1) Liberty National is too quirky and new to host an important PGA tournament.
2) I respect the players' opinions, which appear to be horrendously (and almost universally) low.
3) American TV is busy and noisy, but golf is a serene and quiet game.That's why most of us hate US golf coverage and admire the BBC coverage.
4) I'm not a financial analyst, but why must the networks pay the Tour so much? Pay less, and show fewer commercials. In this economy I don't think it's a seller's market.
5) The average viewer and the average blog-reading fanatic alike find the excess of Liberty National offensive. A public approach (like Bethpage) or a quasi-public approach would have been cheered. Wasn't it public land?
08.28.2009 | Unregistered CommenterCBell
CBell it probably was public land that only private big money could turn into what we see today.
08.28.2009 | Unregistered CommenterOWGR Fan
I have to say that this was a fun thread. Mr. Kostis, it will be nice to hear your point of view. lPlease allow me to second or third the congrats directed to your son's efforts at the US Am.
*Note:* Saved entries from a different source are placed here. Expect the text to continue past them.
//! Coordinate <-> linear index mapping for a fixed-width, row-major grid.
//!
//! Pure functions with no bounds checking; callers check bounds before
//! indexing into storage. `width` must be non-zero.

/// Linear index of `(x, y)`.
#[inline]
pub fn to_index(x: u32, y: u32, width: u32) -> usize {
    y as usize * width as usize + x as usize
}

/// `(x, y)` of a linear index.
#[inline]
pub fn from_index(index: usize, width: u32) -> (u32, u32) {
    let w = width as usize;
    ((index % w) as u32, (index / w) as u32)
}
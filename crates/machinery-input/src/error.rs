/// Errors from starting a component placement.
#[derive(Debug, Clone, PartialEq, Eq, thiserror::Error)]
pub enum InputError {
    #[error("no component definition for item '{0}'")]
    UnknownItem(String),
    #[error("item '{0}' is not in the inventory")]
    OutOfStock(String),
    #[error("a component placement is already in progress")]
    PlacementInProgress,
}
As for the criticisms of tournament golf on television, I daresay Geoff's distaste and expression of approbation are hardly limited to your employer -- just like Mikey from the cereal commercial, he hates everyone. . . with good reason. Network golf is, without a dvr, practically unwatchable. I simply thank the good Lord for that invention or I would be without watching golf on television.

All that said, however, speaking as a fairly long-term denizen here, I would love for you to spend some time putting in your 10 cents worth. . .
08.28.2009 | Unregistered CommenterSmolmania
Yes...would love a "Letter from Saugerties" - style op-ed from Peter Kostis to expand the range of opinions here.